Nevada could be the 15th democratically-minded state to enact laws that would allow its electoral votes to be allocated on the basis of a national referendum winner during a presidential election.
A proposal passed by the Senate on Tuesday is now sitting in the podium of the Democratic government. Steve Sisolak, who has not publicly stated his position on the efforts of several states to ensure that the presidents are not elected by referendum but by popular referendum review of electoral college votes. The Nevada Assembly approved the measure in April.
If Nevada were signed by law, it would join the so-called National Popular Vote Interstate Compact, an agreement between 14 states and the District of Columbia to ensure that the winner of the referendum is elected. The vote is elected president.

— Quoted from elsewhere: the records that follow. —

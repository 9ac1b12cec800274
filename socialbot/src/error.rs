use thiserror::Error;

/// Conditions the command dispatcher needs to tell apart.
///
/// Everything else travels as a plain `anyhow` chain; these variants are
/// attached to that chain so `main` can pick an exit code with
/// `anyhow::Error::downcast_ref`.
#[derive(Debug, Error)]
pub enum AssistantError {
    #[error("configuration error: {0}")]
    Config(String),
    #[error("contact not found in important contacts: {0}")]
    ContactNotFound(String),
    #[error("no RSS feed configured for {0}")]
    NoFeed(String),
    #[error("no subject found in response")]
    MissingSubject,
}

impl AssistantError {
    pub fn is_config(&self) -> bool {
        matches!(self, AssistantError::Config(_))
    }
}

/// Process exit code for a failed command.
///
/// Configuration problems (anything that fails before a remote call could
/// even be attempted) exit with 2, everything else with 1.
pub fn exit_code_for(err: &anyhow::Error) -> u8 {
    let is_config = err.chain().any(|cause| {
        cause
            .downcast_ref::<AssistantError>()
            .map(AssistantError::is_config)
            .unwrap_or(false)
            || cause.downcast_ref::<common::ContactError>().is_some()
    });
    if is_config {
        2
    } else {
        1
    }
}

#[cfg(test)]
mod tests {
    use super::*;
    use anyhow::Context;

    #[test]
    fn config_errors_map_to_two() {
        let err = anyhow::Error::new(AssistantError::Config("missing api key".into()))
            .context("failed to initialize assistant");
        assert_eq!(exit_code_for(&err), 2);
    }

    #[test]
    fn contact_validation_maps_to_two() {
        let res: Result<(), common::ContactError> = Err(common::ContactError::MissingEmail);
        let err = res.context("Invalid contact data").unwrap_err();
        assert_eq!(exit_code_for(&err), 2);
    }

    #[test]
    fn operation_errors_map_to_one() {
        let err = anyhow::Error::new(AssistantError::MissingSubject)
            .context("failed to parse email response");
        assert_eq!(exit_code_for(&err), 1);
        assert_eq!(exit_code_for(&anyhow::anyhow!("LLM API error 500")), 1);
    }
}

The goal of the pact would only be achieved if the states that jointly pass the bill have 270 or more electoral votes.
So far, California, Colorado, Connecticut, Delaware, Hawaii, Illinois, Maryland, Massachusetts, New Jersey, New Mexico, New York, Rhode Island, Vermont, Washington State and the District of Columbia have signed the pact. The number of electoral votes between the political groups amounts to 189.

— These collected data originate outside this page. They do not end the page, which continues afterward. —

//! OAuth2 for the installed-app flow.
//!
//! A cached token file is used when one can be read (refreshing it when it
//! has expired); otherwise the user is sent to the consent page and asked to
//! paste the authorization code on stdin. Either way the resulting token is
//! written back to the cache file.

use anyhow::{Context, Result};
use chrono::{DateTime, Datelike, Duration, Utc};
use serde::{Deserialize, Serialize};
use std::path::{Path, PathBuf};
use tokio::io::{AsyncBufRead, AsyncBufReadExt, AsyncWriteExt};
use tokio::sync::Mutex;
use tracing::{debug, info};

use super::SCOPES;
use crate::error::AssistantError;

/// Token as cached on disk (`access_token`, `token_type`, `refresh_token`, `expiry`).
#[derive(Debug, Clone, Serialize, Deserialize)]
pub struct OAuthToken {
    pub access_token: String,
    #[serde(default = "default_token_type")]
    pub token_type: String,
    #[serde(default, skip_serializing_if = "Option::is_none")]
    pub refresh_token: Option<String>,
    #[serde(default, skip_serializing_if = "Option::is_none")]
    pub expiry: Option<DateTime<Utc>>,
}

fn default_token_type() -> String {
    "Bearer".to_string()
}

impl OAuthToken {
    /// Expired, or about to be within the next minute.
    ///
    /// A missing expiry, or the year-1 zero time some writers emit, means the
    /// token never expires.
    pub fn is_expired(&self) -> bool {
        match self.expiry {
            Some(expiry) if expiry.year() > 1 => expiry <= Utc::now() + Duration::seconds(60),
            _ => false,
        }
    }
}

/// Client secret file as downloaded from the cloud console.
#[derive(Debug, Clone, Deserialize)]
pub struct ClientSecretFile {
    #[serde(default)]
    pub installed: Option<OAuthClient>,
    #[serde(default)]
    pub web: Option<OAuthClient>,
}

#[derive(Debug, Clone, Deserialize)]
pub struct OAuthClient {
    pub client_id: String,
    #[serde(default)]
    pub client_secret: Option<String>,
    pub auth_uri: String,
    pub token_uri: String,
    #[serde(default)]
    pub redirect_uris: Vec<String>,
}

impl OAuthClient {
    pub async fn load(path: &Path) -> Result<Self> {
        let data = tokio::fs::read_to_string(path)
            .await
            .map_err(|e| {
                AssistantError::Config(format!(
                    "unable to read client secret file {}: {}",
                    path.display(),
                    e
                ))
            })?;
        Self::from_json(&data)
    }

    pub fn from_json(data: &str) -> Result<Self> {
        let file: ClientSecretFile = serde_json::from_str(data).map_err(|e| {
            AssistantError::Config(format!("unable to parse client secret file to config: {}", e))
        })?;
        file.installed.or(file.web).ok_or_else(|| {
            AssistantError::Config(
                "client secret file has neither an \"installed\" nor a \"web\" section".into(),
            )
            .into()
        })
    }

    fn redirect_uri(&self) -> &str {
        self.redirect_uris
            .first()
            .map(String::as_str)
            .unwrap_or("http://localhost")
    }

    /// Consent page URL requesting offline access for [`SCOPES`].
    pub fn authorization_url(&self) -> Result<String> {
        let url = url::Url::parse_with_params(
            &self.auth_uri,
            &[
                ("client_id", self.client_id.as_str()),
                ("redirect_uri", self.redirect_uri()),
                ("response_type", "code"),
                ("scope", SCOPES.join(" ").as_str()),
                ("access_type", "offline"),
                ("state", "state-token"),
            ],
        )
        .with_context(|| format!("invalid auth_uri: {}", self.auth_uri))?;
        Ok(url.into())
    }

    /// Exchange an authorization code for a token.
    pub async fn exchange_code(&self, http: &reqwest::Client, code: &str) -> Result<OAuthToken> {
        let mut form = vec![
            ("grant_type", "authorization_code"),
            ("code", code),
            ("client_id", self.client_id.as_str()),
            ("redirect_uri", self.redirect_uri()),
        ];
        if let Some(secret) = self.client_secret.as_deref() {
            form.push(("client_secret", secret));
        }

        let body = self.post_token_endpoint(http, &form).await
            .context("unable to retrieve token from web")?;
        Ok(body.into_token(None))
    }

    /// Use the refresh token to obtain a new access token.
    pub async fn refresh(&self, http: &reqwest::Client, token: &OAuthToken) -> Result<OAuthToken> {
        let refresh_token = token
            .refresh_token
            .as_deref()
            .context("token expired and has no refresh token")?;

        let mut form = vec![
            ("grant_type", "refresh_token"),
            ("refresh_token", refresh_token),
            ("client_id", self.client_id.as_str()),
        ];
        if let Some(secret) = self.client_secret.as_deref() {
            form.push(("client_secret", secret));
        }

        let body = self.post_token_endpoint(http, &form).await
            .context("token refresh failed")?;
        Ok(body.into_token(token.refresh_token.clone()))
    }

    async fn post_token_endpoint(
        &self,
        http: &reqwest::Client,
        form: &[(&str, &str)],
    ) -> Result<TokenResponse> {
        let response = http
            .post(&self.token_uri)
            .form(form)
            .send()
            .await
            .context("token endpoint request failed")?;
        let response = super::ensure_success(response, "token endpoint").await?;
        response
            .json::<TokenResponse>()
            .await
            .context("failed to parse token response")
    }
}

#[derive(Debug, Deserialize)]
struct TokenResponse {
    access_token: String,
    #[serde(default)]
    token_type: Option<String>,
    #[serde(default)]
    refresh_token: Option<String>,
    #[serde(default)]
    expires_in: Option<i64>,
}

impl TokenResponse {
    /// Refresh responses usually omit the refresh token; keep the previous one.
    fn into_token(self, previous_refresh: Option<String>) -> OAuthToken {
        OAuthToken {
            access_token: self.access_token,
            token_type: self.token_type.unwrap_or_else(default_token_type),
            refresh_token: self.refresh_token.or(previous_refresh),
            expiry: self.expires_in.map(|secs| Utc::now() + Duration::seconds(secs)),
        }
    }
}

/// Source of a usable access token.
#[async_trait::async_trait]
pub trait TokenProvider: Send + Sync {
    async fn token(&self) -> Result<OAuthToken>;
}

/// Read a cached token. Any read or parse failure means "no cached token".
pub async fn read_cached_token(path: &Path) -> Option<OAuthToken> {
    let data = match tokio::fs::read_to_string(path).await {
        Ok(data) => data,
        Err(e) => {
            debug!(path = %path.display(), "no cached token: {}", e);
            return None;
        }
    };
    match serde_json::from_str(&data) {
        Ok(token) => Some(token),
        Err(e) => {
            debug!(path = %path.display(), "unreadable cached token: {}", e);
            None
        }
    }
}

/// Write the token, creating or truncating the file (mode 0600 on unix).
pub async fn save_token(path: &Path, token: &OAuthToken) -> Result<()> {
    let json = serde_json::to_vec_pretty(token).context("failed to serialize token")?;

    let mut options = tokio::fs::OpenOptions::new();
    options.write(true).create(true).truncate(true);
    #[cfg(unix)]
    options.mode(0o600);

    let mut file = options
        .open(path)
        .await
        .with_context(|| format!("unable to cache oauth token at {}", path.display()))?;
    file.write_all(&json)
        .await
        .with_context(|| format!("unable to cache oauth token at {}", path.display()))?;
    file.flush().await?;
    info!(path = %path.display(), "oauth token cached");
    Ok(())
}

/// Token from the cache file, refreshed when expired.
pub struct CachedTokenProvider {
    client: OAuthClient,
    token_path: PathBuf,
    cached: OAuthToken,
    http: reqwest::Client,
}

impl CachedTokenProvider {
    pub fn new(client: OAuthClient, token_path: PathBuf, cached: OAuthToken, http: reqwest::Client) -> Self {
        Self { client, token_path, cached, http }
    }
}

#[async_trait::async_trait]
impl TokenProvider for CachedTokenProvider {
    async fn token(&self) -> Result<OAuthToken> {
        if !self.cached.is_expired() {
            return Ok(self.cached.clone());
        }
        info!("cached oauth token expired, refreshing");
        let refreshed = self.client.refresh(&self.http, &self.cached).await?;
        save_token(&self.token_path, &refreshed).await?;
        Ok(refreshed)
    }
}

/// Authorization-code flow on stdin/stdout.
pub struct InteractiveTokenProvider {
    client: OAuthClient,
    token_path: PathBuf,
    http: reqwest::Client,
}

impl InteractiveTokenProvider {
    pub fn new(client: OAuthClient, token_path: PathBuf, http: reqwest::Client) -> Self {
        Self { client, token_path, http }
    }
}

#[async_trait::async_trait]
impl TokenProvider for InteractiveTokenProvider {
    async fn token(&self) -> Result<OAuthToken> {
        let auth_url = self.client.authorization_url()?;

        let mut stdout = tokio::io::stdout();
        stdout
            .write_all(
                format!(
                    "Go to the following link in your browser: \n{}\nEnter the authorization code: ",
                    auth_url
                )
                .as_bytes(),
            )
            .await?;
        stdout.flush().await?;

        let mut stdin = tokio::io::BufReader::new(tokio::io::stdin());
        let code = read_auth_code(&mut stdin).await?;

        let token = self.client.exchange_code(&self.http, &code).await?;
        save_token(&self.token_path, &token).await?;
        Ok(token)
    }
}

/// First non-blank line of input, trimmed.
pub async fn read_auth_code<R: AsyncBufRead + Unpin>(reader: &mut R) -> Result<String> {
    let mut line = String::new();
    loop {
        line.clear();
        let n = reader
            .read_line(&mut line)
            .await
            .context("unable to read authorization code")?;
        if n == 0 {
            anyhow::bail!("unable to read authorization code: end of input");
        }
        let code = line.trim();
        if !code.is_empty() {
            return Ok(code.to_string());
        }
    }
}

/// Lazily picks the cached or interactive provider on first use and keeps the
/// token for the rest of the process.
pub struct GoogleAuth {
    credentials_path: PathBuf,
    token_path: PathBuf,
    http: reqwest::Client,
    current: Mutex<Option<OAuthToken>>,
}

impl GoogleAuth {
    pub fn new(credentials_path: PathBuf, token_path: PathBuf, http: reqwest::Client) -> Self {
        Self {
            credentials_path,
            token_path,
            http,
            current: Mutex::new(None),
        }
    }

    async fn select_provider(&self) -> Result<Box<dyn TokenProvider>> {
        let client = OAuthClient::load(&self.credentials_path).await?;
        match read_cached_token(&self.token_path).await {
            Some(cached) => Ok(Box::new(CachedTokenProvider::new(
                client,
                self.token_path.clone(),
                cached,
                self.http.clone(),
            ))),
            None => Ok(Box::new(InteractiveTokenProvider::new(
                client,
                self.token_path.clone(),
                self.http.clone(),
            ))),
        }
    }
}

#[async_trait::async_trait]
impl TokenProvider for GoogleAuth {
    async fn token(&self) -> Result<OAuthToken> {
        let mut current = self.current.lock().await;
        if let Some(token) = current.as_ref().filter(|t| !t.is_expired()) {
            return Ok(token.clone());
        }
        let token = self.select_provider().await?.token().await?;
        *current = Some(token.clone());
        Ok(token)
    }
}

Citing the elections of President Trump and George W. Bush, who won the presidency and lost the popular vote in 2016 and 2000, many Democrats have voted for one Change in the way State electoral votes are awarded.
Recently, some high-profile Democrats, including those who voted for the party's nomination as president in 2020, called for the full elimination of the electoral college and presented it as an archaic system that opposes another system of direct democracy.